▶ Exercise description:
Find every line in the records below that holds the word "URLs", and copy it out.

▶ Data in this exercise:
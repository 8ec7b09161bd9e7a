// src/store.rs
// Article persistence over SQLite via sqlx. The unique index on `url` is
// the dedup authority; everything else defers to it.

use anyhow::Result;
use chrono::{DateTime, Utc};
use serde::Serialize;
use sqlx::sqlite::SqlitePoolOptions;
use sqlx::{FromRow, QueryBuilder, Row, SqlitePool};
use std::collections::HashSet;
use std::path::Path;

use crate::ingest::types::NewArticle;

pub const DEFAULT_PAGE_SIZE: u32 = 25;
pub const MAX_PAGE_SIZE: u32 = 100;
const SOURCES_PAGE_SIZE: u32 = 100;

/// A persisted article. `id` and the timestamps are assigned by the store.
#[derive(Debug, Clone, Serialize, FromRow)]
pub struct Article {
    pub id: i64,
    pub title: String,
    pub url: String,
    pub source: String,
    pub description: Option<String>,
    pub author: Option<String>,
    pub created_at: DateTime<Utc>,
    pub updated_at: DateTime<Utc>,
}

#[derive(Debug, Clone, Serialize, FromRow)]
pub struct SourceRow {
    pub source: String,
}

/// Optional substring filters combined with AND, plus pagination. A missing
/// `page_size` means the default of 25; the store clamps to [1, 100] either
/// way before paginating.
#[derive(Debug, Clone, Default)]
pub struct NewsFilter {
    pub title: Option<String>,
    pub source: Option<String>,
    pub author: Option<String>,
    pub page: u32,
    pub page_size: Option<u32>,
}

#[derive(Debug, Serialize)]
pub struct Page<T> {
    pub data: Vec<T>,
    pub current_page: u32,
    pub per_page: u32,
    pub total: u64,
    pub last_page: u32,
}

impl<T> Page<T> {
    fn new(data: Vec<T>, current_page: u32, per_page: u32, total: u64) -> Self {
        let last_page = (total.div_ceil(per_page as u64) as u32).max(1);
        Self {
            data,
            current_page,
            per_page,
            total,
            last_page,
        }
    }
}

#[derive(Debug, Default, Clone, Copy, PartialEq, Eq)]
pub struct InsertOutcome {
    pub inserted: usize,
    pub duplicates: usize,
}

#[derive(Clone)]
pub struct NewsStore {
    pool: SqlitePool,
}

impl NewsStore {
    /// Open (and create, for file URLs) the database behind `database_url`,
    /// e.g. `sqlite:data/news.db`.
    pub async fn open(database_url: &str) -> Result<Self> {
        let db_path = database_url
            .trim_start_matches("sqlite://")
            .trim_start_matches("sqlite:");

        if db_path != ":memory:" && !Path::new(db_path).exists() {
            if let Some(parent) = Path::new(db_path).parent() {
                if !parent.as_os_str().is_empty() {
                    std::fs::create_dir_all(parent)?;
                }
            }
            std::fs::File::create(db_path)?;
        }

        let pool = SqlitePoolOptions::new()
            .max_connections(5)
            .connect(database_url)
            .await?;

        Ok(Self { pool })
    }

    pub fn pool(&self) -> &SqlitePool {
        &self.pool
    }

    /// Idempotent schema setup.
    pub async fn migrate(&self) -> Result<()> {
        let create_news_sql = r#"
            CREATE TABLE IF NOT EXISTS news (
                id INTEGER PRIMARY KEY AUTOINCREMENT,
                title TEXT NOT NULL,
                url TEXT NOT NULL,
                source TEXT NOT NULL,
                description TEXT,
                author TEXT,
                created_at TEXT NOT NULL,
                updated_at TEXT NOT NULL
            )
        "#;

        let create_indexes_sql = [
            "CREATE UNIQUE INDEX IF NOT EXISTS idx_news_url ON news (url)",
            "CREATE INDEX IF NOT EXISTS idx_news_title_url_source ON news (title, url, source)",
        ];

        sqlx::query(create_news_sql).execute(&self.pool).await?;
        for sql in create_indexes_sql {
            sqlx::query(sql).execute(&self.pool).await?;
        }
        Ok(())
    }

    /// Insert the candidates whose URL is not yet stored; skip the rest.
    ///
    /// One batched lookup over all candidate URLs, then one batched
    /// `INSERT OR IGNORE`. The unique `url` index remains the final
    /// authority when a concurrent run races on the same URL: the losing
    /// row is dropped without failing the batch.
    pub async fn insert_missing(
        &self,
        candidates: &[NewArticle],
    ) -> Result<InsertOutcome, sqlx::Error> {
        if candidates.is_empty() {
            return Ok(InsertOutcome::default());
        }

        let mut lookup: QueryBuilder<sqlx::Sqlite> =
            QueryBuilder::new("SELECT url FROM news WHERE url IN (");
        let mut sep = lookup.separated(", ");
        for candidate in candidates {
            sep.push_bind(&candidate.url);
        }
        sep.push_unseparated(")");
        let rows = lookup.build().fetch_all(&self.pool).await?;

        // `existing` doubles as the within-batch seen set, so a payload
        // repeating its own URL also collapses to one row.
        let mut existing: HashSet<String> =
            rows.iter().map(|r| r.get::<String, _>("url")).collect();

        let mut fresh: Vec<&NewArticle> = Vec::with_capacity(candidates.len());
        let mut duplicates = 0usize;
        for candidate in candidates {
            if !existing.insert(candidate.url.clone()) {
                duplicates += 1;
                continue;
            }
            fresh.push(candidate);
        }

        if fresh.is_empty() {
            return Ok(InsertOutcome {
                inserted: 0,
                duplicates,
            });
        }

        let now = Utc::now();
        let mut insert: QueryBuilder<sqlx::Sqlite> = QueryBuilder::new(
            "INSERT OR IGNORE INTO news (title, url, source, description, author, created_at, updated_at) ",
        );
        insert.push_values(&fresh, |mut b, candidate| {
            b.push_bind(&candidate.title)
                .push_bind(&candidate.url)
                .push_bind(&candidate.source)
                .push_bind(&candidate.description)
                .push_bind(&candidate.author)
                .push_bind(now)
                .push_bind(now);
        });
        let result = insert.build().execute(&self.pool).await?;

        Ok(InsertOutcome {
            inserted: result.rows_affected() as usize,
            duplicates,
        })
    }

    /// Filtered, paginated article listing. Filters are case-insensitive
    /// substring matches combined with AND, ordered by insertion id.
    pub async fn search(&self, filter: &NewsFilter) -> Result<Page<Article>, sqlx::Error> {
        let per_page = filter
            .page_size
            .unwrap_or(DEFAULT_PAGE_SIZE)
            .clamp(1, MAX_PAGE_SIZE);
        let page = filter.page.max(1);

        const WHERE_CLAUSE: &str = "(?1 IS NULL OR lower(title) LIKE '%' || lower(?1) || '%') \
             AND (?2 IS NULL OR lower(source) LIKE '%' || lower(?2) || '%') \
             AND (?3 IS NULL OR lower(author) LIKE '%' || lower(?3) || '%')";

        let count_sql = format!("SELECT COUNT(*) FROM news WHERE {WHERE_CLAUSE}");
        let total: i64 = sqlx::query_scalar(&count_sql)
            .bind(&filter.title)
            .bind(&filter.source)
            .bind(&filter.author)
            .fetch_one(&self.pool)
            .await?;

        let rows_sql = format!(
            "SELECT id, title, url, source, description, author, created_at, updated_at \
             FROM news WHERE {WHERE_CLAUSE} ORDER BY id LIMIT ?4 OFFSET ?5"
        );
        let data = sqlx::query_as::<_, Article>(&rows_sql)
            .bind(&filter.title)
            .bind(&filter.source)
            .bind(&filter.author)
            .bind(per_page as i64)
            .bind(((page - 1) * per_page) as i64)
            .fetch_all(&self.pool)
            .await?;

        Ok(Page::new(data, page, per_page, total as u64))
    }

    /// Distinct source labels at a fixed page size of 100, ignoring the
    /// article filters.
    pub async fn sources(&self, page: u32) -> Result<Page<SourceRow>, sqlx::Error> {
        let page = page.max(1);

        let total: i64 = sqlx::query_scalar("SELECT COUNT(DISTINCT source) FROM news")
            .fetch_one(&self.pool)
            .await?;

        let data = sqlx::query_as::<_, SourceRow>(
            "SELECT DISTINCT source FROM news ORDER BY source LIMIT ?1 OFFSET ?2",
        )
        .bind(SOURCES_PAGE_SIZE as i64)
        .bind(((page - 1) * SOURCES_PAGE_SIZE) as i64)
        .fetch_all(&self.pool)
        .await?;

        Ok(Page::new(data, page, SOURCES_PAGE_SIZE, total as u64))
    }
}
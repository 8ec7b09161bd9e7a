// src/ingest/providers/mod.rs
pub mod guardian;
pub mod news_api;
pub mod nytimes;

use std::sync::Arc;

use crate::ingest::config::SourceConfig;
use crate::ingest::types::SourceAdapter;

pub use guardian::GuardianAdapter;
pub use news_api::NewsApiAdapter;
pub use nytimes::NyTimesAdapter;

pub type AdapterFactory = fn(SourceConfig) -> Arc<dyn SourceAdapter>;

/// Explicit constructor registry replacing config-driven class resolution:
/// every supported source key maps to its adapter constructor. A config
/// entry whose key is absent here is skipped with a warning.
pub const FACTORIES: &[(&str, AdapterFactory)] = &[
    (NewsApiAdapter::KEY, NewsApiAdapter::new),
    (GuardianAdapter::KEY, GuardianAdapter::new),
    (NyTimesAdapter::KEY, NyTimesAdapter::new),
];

▶ The answer:
    /// Open (and create, for file URLs) the database behind `database_url`,
    /// One batched lookup over all candidate URLs, then one batched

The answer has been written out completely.